Il faut réécouter les albums des Stinky Toys, ils sont remarquables. Le premier est a priori très punk, mais des chœurs inattendus et des overdubs surprenants autorisent une lecture plus complexe. Ces subtilités, cette finesse, seront d’ailleurs au centre du second album. Le disque, dit à la pochette jaune − comme on dit l’Album blanc ou le Back Album −, d’une grande maturité, est le chef-d’œuvre du groupe et offre de vrais bijoux (For You). Deux disques, c’est peu. (Les Rennais de Marquis de Sade ne feront pas mieux et après tout, on n’en connaît qu’un à mettre au compte des Sex Pistols.)

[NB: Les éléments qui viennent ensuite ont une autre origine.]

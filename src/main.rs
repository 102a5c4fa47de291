//! Tallar CLI
//!
//! Evaluation and data tooling for the Compact IR fine-tuning pipeline.
//!
//! # Usage
//!
//! ```bash
//! # Validate an IR file (or `-` for stdin)
//! tallar validate model_output.ir
//!
//! # Score a generation dump against ground truth
//! tallar eval --dataset test.jsonl --generations gen.jsonl
//!
//! # Corpus statistics
//! tallar data train.jsonl
//!
//! # Inspect a pipeline config
//! tallar info pipeline.yaml
//! ```

use std::process::ExitCode;

use clap::Parser;
use tallar::cli::{run_command, Cli};

fn main() -> ExitCode {
    let cli = Cli::parse();

    match run_command(cli) {
        Ok(code) => code,
        Err(e) => {
            eprintln!("Error: {e}");
            ExitCode::FAILURE
        }
    }
}
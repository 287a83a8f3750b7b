//! Executors for batches of work units.

use std::sync::mpsc::channel ;

use crate::common::* ;

use super::{ Partial, SharedConcepts, WorkUnit } ;

/// Computes batches of work units.
pub trait Executor {
  /// Computes some units, returns one partial solution per unit in the
  /// order of the units.
  fn execute(& self, units: Vec<WorkUnit>) -> Res< Vec<Partial> > ;
  /// Short description of the executor.
  fn description(& self) -> String ;
}


/// Computes the units one after the other.
#[derive(Debug, Clone, Copy, Default)]
pub struct Sequential ;

impl Executor for Sequential {
  fn execute(& self, units: Vec<WorkUnit>) -> Res< Vec<Partial> > {
    let shared = SharedConcepts::new() ;
    let mut partials = Vec::with_capacity( units.len() ) ;
    for unit in units {
      partials.push( unit.compute(& shared) ? )
    }
    Ok(partials)
  }
  fn description(& self) -> String {
    "sequential".into()
  }
}


/// Messages from the workers.
enum FromWorker {
  /// A partial solution.
  Done(Partial),
  /// An error.
  Err(Error),
}


/// Computes each unit in its own thread.
#[derive(Debug, Clone, Copy, Default)]
pub struct Threaded ;

impl Executor for Threaded {
  fn execute(& self, units: Vec<WorkUnit>) -> Res< Vec<Partial> > {
    let count = units.len() ;
    let shared = Arc::new( SharedConcepts::new() ) ;
    let (sender, receiver) = channel() ;
    let mut handles = Vec::with_capacity(count) ;

    for unit in units {
      let idx = unit.idx ;
      let name = format!("lascer worker #{}", idx) ;
      let sender: Sender<(usize, FromWorker)> = sender.clone() ;
      let shared = shared.clone() ;
      let handle = ::std::thread::Builder::new().name( name.clone() ).spawn(
        move || {
          let msg = match unit.compute(& shared) {
            Ok(partial) => FromWorker::Done(partial),
            Err(e) => FromWorker::Err(e),
          } ;
          // The receiver only hangs up after an error.
          let _ = sender.send( (idx, msg) ) ;
        }
      ).chain_err(
        || format!("while spawning {}", conf.emph(& name))
      ) ? ;
      handles.push(handle)
    }
    drop(sender) ;

    let mut partials: Vec< Option<Partial> > = vec![ None ; count ] ;
    let mut received = 0 ;
    while received < count {
      match receiver.recv() {
        Ok( (idx, FromWorker::Done(partial)) ) => {
          if let Some(slot) = partials.get_mut(idx) {
            * slot = Some(partial)
          }
          received += 1
        },
        Ok( (idx, FromWorker::Err(e)) ) => {
          let res: Res<()> = Err(e) ;
          res.chain_err( || format!("from worker #{}", idx) ) ? ;
        },
        Err(_) => bail!(
          ErrorKind::Executor(
            format!(
              "{} of {} worker(s) died before returning a result",
              count - received, count
            )
          )
        ),
      }
    }

    for handle in handles {
      if handle.join().is_err() {
        bail!( ErrorKind::Executor("a worker panicked".into()) )
      }
    }

    let mut res = Vec::with_capacity(count) ;
    for (idx, partial) in partials.into_iter().enumerate() {
      match partial {
        Some(partial) => res.push(partial),
        None => bail!(
          ErrorKind::Executor(
            format!("no result for worker #{}", idx)
          )
        ),
      }
    }
    Ok(res)
  }
  fn description(& self) -> String {
    "threaded".into()
  }
}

Pourtant les leurs laissent une profonde empreinte. Parce que ce qui est évident à la fin des années soixante-dix, c’est que Stinky Toys concentre toute l’attention. Étienne Daho ne se remet pas de leur premier album, il les invite à donner un concert à Rennes, s’endette à cette occasion, tombe amoureux d’Elli, réalise son premier disque en 1981 avec eux, Mythomane. Jacno réalise la production, Elli dessine la pochette (on l’oublie souvent, elle signe le lettrage de ses pochettes et a publié chez Futuropolis un livre illustré très original, Images et Paroles qui part dans tous les sens, préfacé par Loulou Picasso en 1980) et Marquis de Sade se charge de jouer la musique, rétrospectivement le casting est à tomber par terre… Sur le coup, l’album ne s’est pas vendu du tout.

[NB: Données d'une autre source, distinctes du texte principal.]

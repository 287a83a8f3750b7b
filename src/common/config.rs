//! Lascer's configuration.
//!
//! Two layers:
//!
//! - [`Config`][config], process-wide output settings (verbosity, colors,
//!   statistics) behind the global `conf` ;
//! - [`LearnConf`][learn], the values the search itself consumes. Library
//!   users build it directly, the binary reads it from the command line.
//!
//! [config]: struct.Config.html (Config struct)
//! [learn]: struct.LearnConf.html (LearnConf struct)

use std::sync::atomic::{ AtomicBool, AtomicUsize, Ordering } ;

use clap::Arg ;
use ansi_term::{ Colour, Style } ;

use crate::errors::* ;
use crate::common::consts ;

/// Clap `Command` with static lifetimes.
pub type App = ::clap::Command<'static> ;
/// Clap `ArgMatches`.
pub type Matches = ::clap::ArgMatches ;


/// Functions all sub-configurations must have.
pub trait SubConf {
  /// Checks the values are legal.
  fn check(& self) -> Res<()> ;
}


/// Which formulas to learn.
#[derive(Debug, Clone, Copy, PartialEq, Eq)]
pub enum Target {
  /// Disjunctions of correct concepts.
  Correct,
  /// Conjunctions of complete concepts.
  Complete,
  /// Both.
  Both,
}
impl Target {
  /// Target from a string.
  pub fn of_str(s: & str) -> Option<Self> {
    match s {
      "correct" | "cor" => Some(Target::Correct),
      "complete" | "com" => Some(Target::Complete),
      "both" => Some(Target::Both),
      _ => None,
    }
  }
  /// True if correct formulas are learned.
  pub fn correct(self) -> bool {
    self != Target::Complete
  }
  /// True if complete formulas are learned.
  pub fn complete(self) -> bool {
    self != Target::Correct
  }
}
//! Parallel decomposition of a generation step.
//!
//! A generation step (middle and inner loops) is packaged as a
//! [`WorkUnit`][unit]. An [`Executor`][exec] computes a batch of units and
//! returns one [`Partial`][partial] solution per unit, which are then
//! [merged][merge]. Units of a batch only see each other through a
//! [`SharedConcepts`][shared] store where they broadcast the specialized
//! concepts they find.
//!
//! [unit]: unit/struct.WorkUnit.html (WorkUnit struct)
//! [exec]: exec/trait.Executor.html (Executor trait)
//! [partial]: struct.Partial.html (Partial struct)
//! [merge]: fn.merge.html (merge function)
//! [shared]: shared/struct.SharedConcepts.html (SharedConcepts struct)

use crate::common::* ;
use crate::concept::{ Concept, ConceptSet } ;

pub mod shared ;
pub mod unit ;
pub mod exec ;

pub use self::shared::{ SharedConcepts, Poller } ;
pub use self::unit::WorkUnit ;
pub use self::exec::{ Executor, Sequential, Threaded } ;


/// Partial solution produced by a work unit.
#[derive(Clone)]
pub struct Partial {
  /// New specialized concepts.
  pub concepts: ConceptSet,
  /// Best formula found.
  pub formula: Concept,
  /// True if further improvement might be possible.
  pub improvable: bool,
}

impl Partial {
  /// Constructor.
  pub fn new(concepts: ConceptSet, formula: Concept, improvable: bool) -> Self {
    Partial { concepts, formula, improvable }
  }
}

/// Merges some partial solutions.
///
/// Concepts are unioned, the formula is the best one (the first one on
/// ties), and the result is improvable if any partial solution is. `None`
/// if there are no partial solutions.
pub fn merge<I>(partials: I) -> Option<Partial>
where I: IntoIterator<Item = Partial> {
  let mut partials = partials.into_iter() ;
  let mut merged = partials.next() ? ;
  for partial in partials {
    for concept in partial.concepts.iter() {
      merged.concepts.insert( concept.clone() ) ;
    }
    if partial.formula.is_better(& merged.formula) {
      merged.formula = partial.formula
    }
    merged.improvable = merged.improvable || partial.improvable
  }
  Some(merged)
}


#[cfg(test)]
mod test {
  use super::* ;
  use crate::store::test::{ sample, Flavor } ;

  #[test]
  fn merging() {
    let (fact, preds) = sample() ;
    let lit = |name: & str| fact.lit( preds[name].clone(), false ) ;
    let (a, b, e) = ( lit("a"), lit("b"), lit("e") ) ;

    let mut set_1 = ConceptSet::new() ;
    set_1.insert( a.clone() ) ;
    set_1.insert( b.clone() ) ;
    let mut set_2 = ConceptSet::new() ;
    set_2.insert( b.clone() ) ;
    set_2.insert( e.clone() ) ;

    let worse = fact.disj( vec![ a.clone() ] ) ;
    let better = fact.disj( vec![ a.clone(), b.clone(), e.clone() ] ) ;
    assert!( better.is_better(& worse) ) ;

    let merged = merge(
      vec![
        Partial::new( set_1, worse.clone(), false ),
        Partial::new( set_2, better.clone(), false ),
        Partial::new(
          ConceptSet::new(), Flavor::Correct.empty_formula(& fact), true
        ),
      ]
    ).unwrap() ;
    assert_eq!( merged.concepts.len(), 3 ) ;
    for concept in & [a, b, e] {
      assert!( merged.concepts.contains(concept) )
    }
    assert_eq!( merged.formula, better ) ;
    assert!( merged.improvable ) ;

    assert!( merge( vec![] ).is_none() )
  }
}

Tournant résolument le dos à Stinky Toys (la pochette le montre avec dans la main une voiture de la marque Dinky Toys), Jacno réalise un mini album composé de quatre instrumentaux, plus une chanson chantée par Elli (Anne cherchait l’amour). Évènement en soi : le disque est une des très rares intrusions d’un Français dans le domaine de l’electro. Il n’y a alors que Jean-Michel Jarre dans ce domaine.

Le disque rencontre un succès dans l’Europe entière, suivant en cela ceux des « bizarreries » musicales des années soixante-dix liées à l’arrivée du synthétiseur, en particulier le moog et le vocoder (qui modifie électroniquement les voix) : Autobahn de Kraftwerk, Hot Butter de Pop Corn, Rapper’s Delight de Sugarhill Gang et avant le superbe O Superman de Laurie Anderson. On ne comprend rien au son, mais on adore.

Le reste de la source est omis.